Japan creates organisation to recover remains of those killed in second world war
Organisation created to find and bring back remains of those killed during second world war

Japan is to create an organisation charged with recovering the remains of more than 1.1 million military personnel and civilians killed during the second world war, although critics have raised questions over the timing of the project.
The proposal was revealed last week by the deeply conservative Yomiuri newspaper and coincided with a visit by Prime Minister Shinzo Abe to Chidorigafuchi National Cemetery, built in 1959 to serve as the last resting place for the remains of unidentified Japanese repatriated from battlefields overseas.

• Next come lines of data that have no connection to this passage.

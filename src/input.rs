//! Keyboard input handling.
//!
//! Maps terminal key events to [`App`] actions.  Adding a new keybinding is
//! a single match arm in [`handle_key_event`].
//!
//! ## For contributors
//!
//! To add a new keybinding:
//!
//! 1. Add a method on [`App`] for the action (if one doesn't exist).
//! 2. Add a `KeyCode` match arm in [`handle_normal`] or [`handle_search`].
//! 3. Update the key hint in the status bar ([`crate::ui`]).

use crossterm::event::{KeyCode, KeyEvent, KeyEventKind, KeyModifiers};

use crate::app::{App, InputMode};

/// Process a single key event, updating app state accordingly.
///
/// Only reacts to key-press events (ignoring release / repeat) so that each
/// physical keypress triggers exactly one action.
pub fn handle_key_event(app: &mut App, key: KeyEvent) {
    if key.kind != KeyEventKind::Press {
        return;
    }
    if key.modifiers.contains(KeyModifiers::CONTROL) && key.code == KeyCode::Char('c') {
        app.quit = true;
        return;
    }

    match app.mode {
        InputMode::Normal => handle_normal(app, key),
        InputMode::Search => handle_search(app, key),
    }
}

fn handle_normal(app: &mut App, key: KeyEvent) {
    match key.code {
        KeyCode::Char('q') | KeyCode::Esc => app.quit = true,
        KeyCode::Down | KeyCode::Char('j') => app.select_next(),
        KeyCode::Up | KeyCode::Char('k') => app.select_previous(),
        KeyCode::Home | KeyCode::Char('g') => app.select_first(),
        KeyCode::End | KeyCode::Char('G') => app.select_last(),
        KeyCode::Char('/') => app.start_search(),
        KeyCode::Char(c @ '1'..='6') => app.toggle_category(c as usize - '1' as usize),
        KeyCode::Char('f') | KeyCode::Char(' ') => app.toggle_favorite_selected(),
        KeyCode::Char('v') => app.toggle_view(),
        KeyCode::Char('K') => app.move_selected_favorite(-1),
        KeyCode::Char('J') => app.move_selected_favorite(1),
        KeyCode::Char('d') => app.toggle_dark_mode(),
        KeyCode::Char('o') | KeyCode::Enter => app.open_selected(),
        _ => {}
    }
}

fn handle_search(app: &mut App, key: KeyEvent) {
    match key.code {
        KeyCode::Enter => app.submit_search(),
        KeyCode::Esc => app.leave_search(),
        KeyCode::Backspace => app.search_pop(),
        KeyCode::Char(c) => app.search_push(c),
        _ => {}
    }
}
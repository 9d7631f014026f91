use std::time::Duration;

use thiserror::Error;

/// Failure of a single source fetch.
///
/// Never fatal: the failing fetch contributes no items to the page being
/// merged and the error is kept for the status bar.
#[derive(Error, Debug)]
pub enum SourceError {
    #[error("HTTP error: {0}")]
    Http(#[from] reqwest::Error),

    #[error("provider returned status {0}")]
    Status(u16),

    #[error("malformed response: {0}")]
    Decode(#[from] serde_json::Error),

    #[error("timed out after {0:?}")]
    Timeout(Duration),

    #[error("{adapter} cannot serve {selector}")]
    Unsupported {
        adapter: &'static str,
        selector: String,
    },

    #[error("no API key configured for {0}")]
    MissingApiKey(&'static str),
}

/// Failure of the key-value store backing favorites and preferences.
#[derive(Error, Debug)]
pub enum StoreError {
    #[error("storage I/O error: {0}")]
    Io(#[from] std::io::Error),

    #[error("malformed stored value: {0}")]
    Json(#[from] serde_json::Error),
}
//! Data source abstraction layer.
//!
//! This module defines the [`DataSource`] trait, the common [`FeedItem`]
//! type and the vocabulary shared by every adapter ([`Category`],
//! [`Selector`], [`Page`]).  Concrete adapters live in sub-modules:
//! [`news`] (NewsAPI), [`movies`] (TMDB) and [`social`] (the social-post
//! endpoint, plus an in-process mock of it).
//!
//! ## For contributors: adding a new source
//!
//! 1. Create a new file in this directory (e.g. `podcasts.rs`).
//! 2. Define a struct holding its configuration and implement [`DataSource`]
//!    for it, normalising the provider response into [`FeedItem`] values.
//! 3. Add a variant to [`SourceKind`] and a slot to [`Sources`].
//! 4. Teach [`crate::fetch::plan_page`] when to ask it for a page.
//!
//! Merging, favorites and the UI are source-agnostic.

mod feed_item;
pub mod movies;
pub mod news;
pub mod social;

use std::fmt;
use std::sync::Arc;

use async_trait::async_trait;
use serde::{Deserialize, Serialize};

pub use feed_item::{FeedItem, ItemKey, ItemKind, MovieItem, NewsItem, NewsOutlet, SocialPost};
pub use movies::TmdbSource;
pub use news::NewsApiSource;
pub use social::{HttpSocialSource, MockSocialSource};

#[cfg(test)]
pub(crate) use feed_item::tests as fixtures;

use crate::error::SourceError;

// ---------------------------------------------------------------------------
// Categories and selectors
// ---------------------------------------------------------------------------

/// News category a user can filter by.
#[derive(Debug, Clone, Copy, PartialEq, Eq, Hash, PartialOrd, Ord, Serialize, Deserialize)]
#[serde(rename_all = "lowercase")]
pub enum Category {
    Technology,
    Sports,
    Business,
    Entertainment,
    Health,
    Science,
}

impl Category {
    /// Every category, in the stable order used for fetching and merging.
    pub const ALL: [Category; 6] = [
        Category::Technology,
        Category::Sports,
        Category::Business,
        Category::Entertainment,
        Category::Health,
        Category::Science,
    ];

    /// Token the news provider expects.
    pub fn as_str(self) -> &'static str {
        match self {
            Category::Technology => "technology",
            Category::Sports => "sports",
            Category::Business => "business",
            Category::Entertainment => "entertainment",
            Category::Health => "health",
            Category::Science => "science",
        }
    }

    pub fn label(self) -> &'static str {
        match self {
            Category::Technology => "Technology",
            Category::Sports => "Sports",
            Category::Business => "Business",
            Category::Entertainment => "Entertainment",
            Category::Health => "Health",
            Category::Science => "Science",
        }
    }
}

impl fmt::Display for Category {
    fn fmt(&self, f: &mut fmt::Formatter<'_>) -> fmt::Result {
        f.write_str(self.as_str())
    }
}

/// What a single fetch asks a source for.
#[derive(Debug, Clone, PartialEq, Eq)]
pub enum Selector {
    /// Headlines for one news category.
    Category(Category),
    /// Free-text search.
    Search(String),
    /// The source's unfiltered stream (trending movies, social timeline).
    Default,
}

impl fmt::Display for Selector {
    fn fmt(&self, f: &mut fmt::Formatter<'_>) -> fmt::Result {
        match self {
            Selector::Category(c) => write!(f, "category {c}"),
            Selector::Search(q) => write!(f, "search {q:?}"),
            Selector::Default => f.write_str("default feed"),
        }
    }
}

/// One page of normalised items.
#[derive(Debug, Clone, Default, PartialEq)]
pub struct Page {
    pub items: Vec<FeedItem>,
    /// Whether the provider reports further pages after this one.
    pub has_more: bool,
}

// ---------------------------------------------------------------------------
// The adapter trait
// ---------------------------------------------------------------------------

/// Which of the three feeds a source serves.
#[derive(Debug, Clone, Copy, PartialEq, Eq, Hash, PartialOrd, Ord)]
pub enum SourceKind {
    News,
    Movies,
    Social,
}

impl SourceKind {
    pub fn as_str(self) -> &'static str {
        match self {
            SourceKind::News => "news",
            SourceKind::Movies => "movies",
            SourceKind::Social => "social",
        }
    }
}

impl fmt::Display for SourceKind {
    fn fmt(&self, f: &mut fmt::Formatter<'_>) -> fmt::Result {
        f.write_str(self.as_str())
    }
}

/// Trait that every data source must implement.
///
/// Fetches run on tokio tasks, so implementations must be [`Send`] and
/// [`Sync`].  An adapter does its own HTTP/IO work and returns a [`Page`] of
/// normalised [`FeedItem`] values, or a [`SourceError`] which the dashboard
/// records without failing the rest of the page.
///
/// ## Implementing a new source
///
/// ```ignore
/// pub struct MySource { /* config fields */ }
///
/// #[async_trait]
/// impl DataSource for MySource {
///     fn name(&self) -> &str { "my-source" }
///
///     async fn fetch_page(&self, selector: &Selector, page: u32) -> Result<Page, SourceError> {
///         // Perform HTTP / IO, then convert into FeedItem values.
///         todo!()
///     }
/// }
/// ```
#[async_trait]
pub trait DataSource: Send + Sync {
    /// Human-readable label used in logs.
    fn name(&self) -> &str;

    /// Whether [`Selector::Search`] is served.  Sources that cannot search
    /// are skipped entirely while a search query is active.
    fn supports_search(&self) -> bool {
        true
    }

    /// Fetch page `page` (1-based) for `selector`.
    async fn fetch_page(&self, selector: &Selector, page: u32) -> Result<Page, SourceError>;
}

/// The three adapters the dashboard reads from.
#[derive(Clone)]
pub struct Sources {
    pub news: Arc<dyn DataSource>,
    pub movies: Arc<dyn DataSource>,
    pub social: Arc<dyn DataSource>,
}

impl Sources {
    pub fn get(&self, kind: SourceKind) -> &Arc<dyn DataSource> {
        match kind {
            SourceKind::News => &self.news,
            SourceKind::Movies => &self.movies,
            SourceKind::Social => &self.social,
        }
    }
}
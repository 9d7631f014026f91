//! Terminal UI rendering.
//!
//! All drawing logic lives here, separated from application state ([`App`])
//! and input handling ([`crate::input`]).  This makes it easy to change the
//! visual layout without touching business logic.
//!
//! ## For contributors
//!
//! * The layout is a four-row split: a header with the category toggles and
//!   search box, the scrollable list, a details panel for the selected item,
//!   and a one-line status bar.  List rows stay one line tall so the
//!   sentinel maths in [`App::sentinel_ratio`] can count rows.
//! * In the feed view the list ends with [`SENTINEL_ROWS`] extra rows.  How
//!   much of them is on screen drives infinite scrolling, so the list keeps
//!   that many rows of padding below the selection.
//! * Colours come from [`Palette`], picked by the dark-mode preference.

use ratatui::{
    layout::{Constraint, Layout, Rect},
    style::{Color, Modifier, Style},
    text::{Line, Span},
    widgets::{Block, Borders, List, ListItem, Paragraph, Wrap},
    Frame,
};

use crate::app::{App, InputMode, SENTINEL_ROWS};
use crate::dashboard::View;
use crate::source::{Category, FeedItem};

/// Borders plus headline, link and one line of body text.
const DETAILS_HEIGHT: u16 = 5;

/// Colours for one display mode.
#[derive(Debug, Clone, Copy)]
pub struct Palette {
    pub bg: Color,
    pub fg: Color,
    pub dim: Color,
    pub accent: Color,
    pub highlight_bg: Color,
    pub warn: Color,
}

impl Palette {
    pub fn for_mode(dark: bool) -> Self {
        if dark {
            Palette {
                bg: Color::Black,
                fg: Color::White,
                dim: Color::DarkGray,
                accent: Color::Cyan,
                highlight_bg: Color::DarkGray,
                warn: Color::Yellow,
            }
        } else {
            Palette {
                bg: Color::Reset,
                fg: Color::Reset,
                dim: Color::Gray,
                accent: Color::Blue,
                highlight_bg: Color::Gray,
                warn: Color::Red,
            }
        }
    }
}

/// Draw the complete UI for one frame.
///
/// Called once per tick from the main loop.  Delegates to helper functions
/// for each screen region.
pub fn draw(app: &mut App, frame: &mut Frame) {
    let palette = Palette::for_mode(app.dashboard.preferences().dark_mode);
    frame.render_widget(
        Block::default().style(Style::default().bg(palette.bg).fg(palette.fg)),
        frame.area(),
    );

    let [header_area, main_area, details_area, status_area] = Layout::vertical([
        Constraint::Length(3),
        Constraint::Min(3),
        Constraint::Length(DETAILS_HEIGHT),
        Constraint::Length(1),
    ])
    .areas(frame.area());

    draw_header(app, frame, header_area, &palette);
    draw_feed_list(app, frame, main_area, &palette);
    draw_details(app, frame, details_area, &palette);
    draw_status_bar(app, frame, status_area, &palette);
}

/// Category toggles on the left, search box on the right.
fn draw_header(app: &App, frame: &mut Frame, area: Rect, palette: &Palette) {
    let [categories_area, search_area] =
        Layout::horizontal([Constraint::Min(40), Constraint::Length(32)]).areas(area);

    let prefs = app.dashboard.preferences();
    let mut spans = Vec::new();
    for (n, category) in Category::ALL.iter().enumerate() {
        let style = if prefs.categories.contains(category) {
            Style::default().fg(palette.accent).add_modifier(Modifier::BOLD)
        } else {
            Style::default().fg(palette.dim)
        };
        spans.push(Span::styled(format!("{} {}", n + 1, category.label()), style));
        spans.push(Span::raw("  "));
    }
    let categories = Paragraph::new(Line::from(spans))
        .block(Block::default().title(" Categories ").borders(Borders::ALL));
    frame.render_widget(categories, categories_area);

    let searching = app.mode == InputMode::Search;
    let mut text = app.search_input.clone();
    if searching {
        text.push('_');
    }
    let search = Paragraph::new(text).block(
        Block::default()
            .title(" Search (/) ")
            .borders(Borders::ALL)
            .border_style(if searching {
                Style::default().fg(palette.accent)
            } else {
                Style::default()
            }),
    );
    frame.render_widget(search, search_area);
}

/// One list row for a feed item.
fn item_line<'a>(item: &'a FeedItem, favorite: bool, palette: &Palette) -> Line<'a> {
    let marker = if favorite { "♥ " } else { "  " };
    let mut spans = vec![Span::styled(marker, Style::default().fg(Color::Red))];

    match item {
        FeedItem::News(n) => {
            spans.push(Span::styled("NEWS   ", Style::default().fg(palette.accent)));
            spans.push(Span::raw(n.title.as_str()));
            spans.push(Span::styled(
                format!("  [{}]", n.source.name),
                Style::default().fg(palette.dim),
            ));
            if let Some(published) = n.published_at {
                spans.push(Span::styled(
                    format!("  {}", published.format("%Y-%m-%d %H:%M")),
                    Style::default().fg(palette.dim),
                ));
            }
        }
        FeedItem::Movie(m) => {
            spans.push(Span::styled("MOVIE  ", Style::default().fg(Color::Magenta)));
            spans.push(Span::raw(m.title.as_str()));
            spans.push(Span::styled(
                format!("  ★ {:.1}", m.vote_average),
                Style::default().fg(palette.warn),
            ));
            if let Some(year) = m.release_date.get(..4) {
                spans.push(Span::styled(format!("  ({year})"), Style::default().fg(palette.dim)));
            }
        }
        FeedItem::Social(s) => {
            spans.push(Span::styled("SOCIAL ", Style::default().fg(Color::Green)));
            spans.push(Span::styled(
                format!("{}: ", s.author),
                Style::default().add_modifier(Modifier::BOLD),
            ));
            spans.push(Span::raw(s.content.as_str()));
            spans.push(Span::styled(
                format!("  ♥ {}  💬 {}", s.likes, s.comments),
                Style::default().fg(palette.dim),
            ));
        }
    }
    Line::from(spans)
}

/// Render the scrollable list, or the placeholder when it is empty.
fn draw_feed_list(app: &mut App, frame: &mut Frame, area: Rect, palette: &Palette) {
    app.viewport_rows = usize::from(area.height.saturating_sub(2));

    let view = app.dashboard.view();
    let title = match view {
        View::Feed => " Feed ".to_string(),
        View::Favorites => format!(" Favorites ({}) ", app.dashboard.favorites().len()),
    };
    let block = Block::default().title(title).borders(Borders::ALL);

    let items = app.dashboard.display_items();
    if items.is_empty() {
        let message = if app.dashboard.is_loading() {
            "Loading…"
        } else {
            app.dashboard.empty_message()
        };
        let placeholder = Paragraph::new(message)
            .style(Style::default().fg(palette.dim))
            .block(block);
        frame.render_widget(placeholder, area);
        return;
    }

    let mut rows: Vec<ListItem> = items
        .iter()
        .map(|item| ListItem::new(item_line(item, app.dashboard.is_favorite(item), palette)))
        .collect();

    if view == View::Feed {
        let sentinel = if app.dashboard.is_loading() {
            "Loading…"
        } else if app.dashboard.has_more() {
            ""
        } else {
            "End of feed"
        };
        rows.push(ListItem::new(Line::styled(
            sentinel,
            Style::default().fg(palette.dim),
        )));
        rows.extend((1..SENTINEL_ROWS).map(|_| ListItem::new("")));
    }

    let list = List::new(rows)
        .block(block)
        .highlight_style(
            Style::default()
                .add_modifier(Modifier::BOLD)
                .bg(palette.highlight_bg),
        )
        .highlight_symbol("▸ ")
        .scroll_padding(SENTINEL_ROWS);

    frame.render_stateful_widget(list, area, &mut app.list_state);
}

/// Headline, link and body of the selected item.
fn draw_details(app: &App, frame: &mut Frame, area: Rect, palette: &Palette) {
    let block = Block::default().title(" Details ").borders(Borders::ALL);
    let Some(item) = app.selected_item() else {
        frame.render_widget(block, area);
        return;
    };

    let mut lines = vec![Line::styled(
        item.headline(),
        Style::default().add_modifier(Modifier::BOLD),
    )];
    if let Some(link) = item.link() {
        lines.push(Line::styled(
            format!("o/Enter: read more → {link}"),
            Style::default().fg(palette.accent),
        ));
    }
    lines.push(Line::styled(item.body(), Style::default().fg(palette.dim)));

    let details = Paragraph::new(lines)
        .block(block)
        .wrap(Wrap { trim: true });
    frame.render_widget(details, area);
}

/// Render the bottom status bar.
fn draw_status_bar(app: &App, frame: &mut Frame, area: Rect, palette: &Palette) {
    let mut spans = vec![
        Span::raw(" "),
        Span::styled(app.status.as_str(), Style::default().fg(palette.warn)),
        Span::raw("  "),
        Span::styled(
            format!("{} items", app.dashboard.display_items().len()),
            Style::default().fg(Color::Green),
        ),
    ];
    if let Some((label, error)) = app.dashboard.errors().iter().next() {
        let more = app.dashboard.errors().len() - 1;
        let suffix = if more > 0 { format!(" (+{more})") } else { String::new() };
        spans.push(Span::styled(
            format!("  {label}: {error}{suffix}"),
            Style::default().fg(Color::Red),
        ));
    }
    spans.push(Span::styled(
        "  q quit  j/k scroll  o open  / search  1-6 categories  f favorite  v favorites  J/K reorder  d theme",
        Style::default().fg(palette.dim),
    ));
    frame.render_widget(Paragraph::new(Line::from(spans)), area);
}

#[cfg(test)]
mod tests {
    use super::*;
    use crate::dashboard::Dashboard;
    use crate::fetch::{fetch_page, FetchMsg, DEFAULT_TIMEOUT};
    use crate::merger::{FeedMerger, Interleave};
    use crate::preferences::Preferences;
    use crate::source::Sources;
    use crate::storage::MemoryStore;
    use crate::testing::StubSource;
    use crate::trigger::LoadMoreTrigger;
    use ratatui::backend::TestBackend;
    use ratatui::buffer::Buffer;
    use ratatui::Terminal;
    use std::sync::Arc;
    use std::time::Duration;

    fn sources() -> Sources {
        Sources {
            news: Arc::new(StubSource::new("news", 1)),
            movies: Arc::new(StubSource::new("movies", 1)),
            social: Arc::new(StubSource::new("social", 1)),
        }
    }

    fn app(prefs: Preferences) -> App {
        let dashboard = Dashboard::new(
            sources(),
            Arc::new(MemoryStore::new()),
            prefs,
            FeedMerger::new(Interleave::RoundRobin, None),
        );
        App::new(dashboard, LoadMoreTrigger::default(), Duration::from_millis(500))
    }

    fn render(app: &mut App, width: u16, height: u16) -> Buffer {
        let mut terminal = Terminal::new(TestBackend::new(width, height)).unwrap();
        terminal.draw(|f| draw(app, f)).unwrap();
        terminal.backend().buffer().clone()
    }

    fn contains(buffer: &Buffer, needle: &str) -> bool {
        let area = buffer.area;
        (0..area.height).any(|y| {
            let row: String = (0..area.width)
                .map(|x| buffer[(x, y)].symbol().to_string())
                .collect();
            row.contains(needle)
        })
    }

    #[test]
    fn empty_categories_show_hint() {
        let mut a = app(Preferences {
            categories: vec![],
            ..Preferences::default()
        });
        let buffer = render(&mut a, 120, 20);
        assert!(contains(&buffer, "Please select at least one category"));
    }

    #[test]
    fn loading_placeholder_while_first_page_is_in_flight() {
        let mut a = app(Preferences::default());
        a.dashboard.refresh();
        let buffer = render(&mut a, 120, 20);
        assert!(contains(&buffer, "Loading…"));
    }

    #[tokio::test]
    async fn rows_render_and_viewport_is_recorded() {
        let mut a = app(Preferences::default());
        a.dashboard.refresh();
        let request = a.dashboard.take_request().unwrap();
        let result = fetch_page(&sources(), request, DEFAULT_TIMEOUT).await;
        a.dashboard.apply(FetchMsg::Page(result));
        a.select_first();
        a.toggle_favorite_selected();

        let buffer = render(&mut a, 160, 20);
        // header 3 + details 5 + status 1 + borders 2
        assert_eq!(a.viewport_rows, 9);
        assert!(contains(&buffer, "NEWS"));
        assert!(contains(&buffer, "MOVIE"));
        assert!(contains(&buffer, "SOCIAL"));
        assert!(contains(&buffer, "♥"));
        assert!(contains(&buffer, "4 items"));
        // The sentinel fits, so the next frame would load more.
        assert_eq!(a.sentinel_ratio(), 1.0);
    }

    #[test]
    fn details_panel_shows_body_and_link_of_selection() {
        let mut a = app(Preferences::default());
        let mut story = crate::source::fixtures::news("a");
        if let FeedItem::News(n) = &mut story {
            n.description = "Markets rallied on Friday".to_string();
        }
        a.dashboard.toggle_favorite(&story);
        a.dashboard.toggle_favorite(&crate::source::fixtures::movie(2));
        a.toggle_view();

        let buffer = render(&mut a, 120, 20);
        assert!(contains(&buffer, "Markets rallied on Friday"));
        assert!(contains(&buffer, "read more → https://example.com/a"));

        a.select_next();
        let buffer = render(&mut a, 120, 20);
        assert!(!contains(&buffer, "read more"));
        assert!(contains(&buffer, "Movie 2"));
    }

    #[test]
    fn details_panel_is_empty_without_selection() {
        let mut a = app(Preferences::default());
        a.dashboard.toggle_favorite(&crate::source::fixtures::news("a"));
        let buffer = render(&mut a, 120, 20);
        assert!(contains(&buffer, "Details"));
        assert!(!contains(&buffer, "read more"));
    }

    #[test]
    fn favorites_view_renders_empty_message() {
        let mut a = app(Preferences::default());
        a.toggle_view();
        let buffer = render(&mut a, 120, 20);
        assert!(contains(&buffer, "No favorites yet"));
        assert!(contains(&buffer, "Favorites (0)"));
    }

    #[test]
    fn tiny_terminal_does_not_panic() {
        let mut a = app(Preferences::default());
        render(&mut a, 10, 4);
        render(&mut a, 1, 1);
    }

    #[test]
    fn dark_mode_paints_background() {
        let mut a = app(Preferences {
            dark_mode: true,
            ..Preferences::default()
        });
        let buffer = render(&mut a, 80, 10);
        assert_eq!(buffer[(0, 9)].bg, Color::Black);
    }
}
use blockrc::{Shared, Weak};
use criterion::{black_box, criterion_group, criterion_main, BatchSize, Criterion};
use std::time::Duration;

fn bench_new(c: &mut Criterion) {
    c.bench_function("shared::new_in_place", |b| {
        b.iter(|| black_box(Shared::new(black_box([0u64; 4]))))
    });
    c.bench_function("shared::from_box", |b| {
        b.iter_batched(
            || Box::new([0u64; 4]),
            |v| black_box(Shared::from_box(v)),
            BatchSize::SmallInput,
        )
    });
    c.bench_function("std::rc::new", |b| {
        b.iter(|| black_box(std::rc::Rc::new(black_box([0u64; 4]))))
    });
}

fn bench_clone_drop(c: &mut Criterion) {
    let s = Shared::new(42u64);
    c.bench_function("shared::clone_drop", |b| {
        b.iter(|| drop(black_box(s.clone())))
    });
    let w = Shared::downgrade(&s);
    c.bench_function("weak::lock_drop", |b| b.iter(|| drop(black_box(w.lock()))));
}

fn bench_many_handles(c: &mut Criterion) {
    c.bench_function("shared::10k_handles_then_release", |b| {
        b.iter_batched(
            || Shared::new(String::from("payload")),
            |s| {
                let strong: Vec<Shared<String>> = (0..10_000).map(|_| s.clone()).collect();
                let weak: Vec<Weak<String>> = strong.iter().map(Shared::downgrade).collect();
                drop(s);
                drop(strong);
                black_box(weak)
            },
            BatchSize::SmallInput,
        )
    });
}

fn config() -> Criterion {
    Criterion::default()
        .measurement_time(Duration::from_secs(3))
        .warm_up_time(Duration::from_millis(500))
}

criterion_group! {
    name = benches;
    config = config();
    targets = bench_new, bench_clone_drop, bench_many_handles
}
criterion_main!(benches);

Alongside Prince Akishino and his wife, Princess Kiko, Abe attended a ceremony for the interment of the remains of 2,498 soldiers killed in Papua New Guinea, the Solomon Islands and Russia.
The ceremony brought the total number of dead interred at the Tokyo cemetery to 362,570 - but that is a fraction of those who died in Soviet prison camps in Siberia, remote Alaskan islands, the interior of China and the jungle-clad islands of the Pacific.
"Seventy years after the war, the remains of many Japanese war dead still have not been recovered and repatriated," a spokesman for the Ministry of Health, Labour and Welfare said.
"Based on the feelings of ageing members of the bereaved families, we believe the recovery work should be accelerated," said the official, a member of the Planning Division of Recovery of the Remains of War Dead.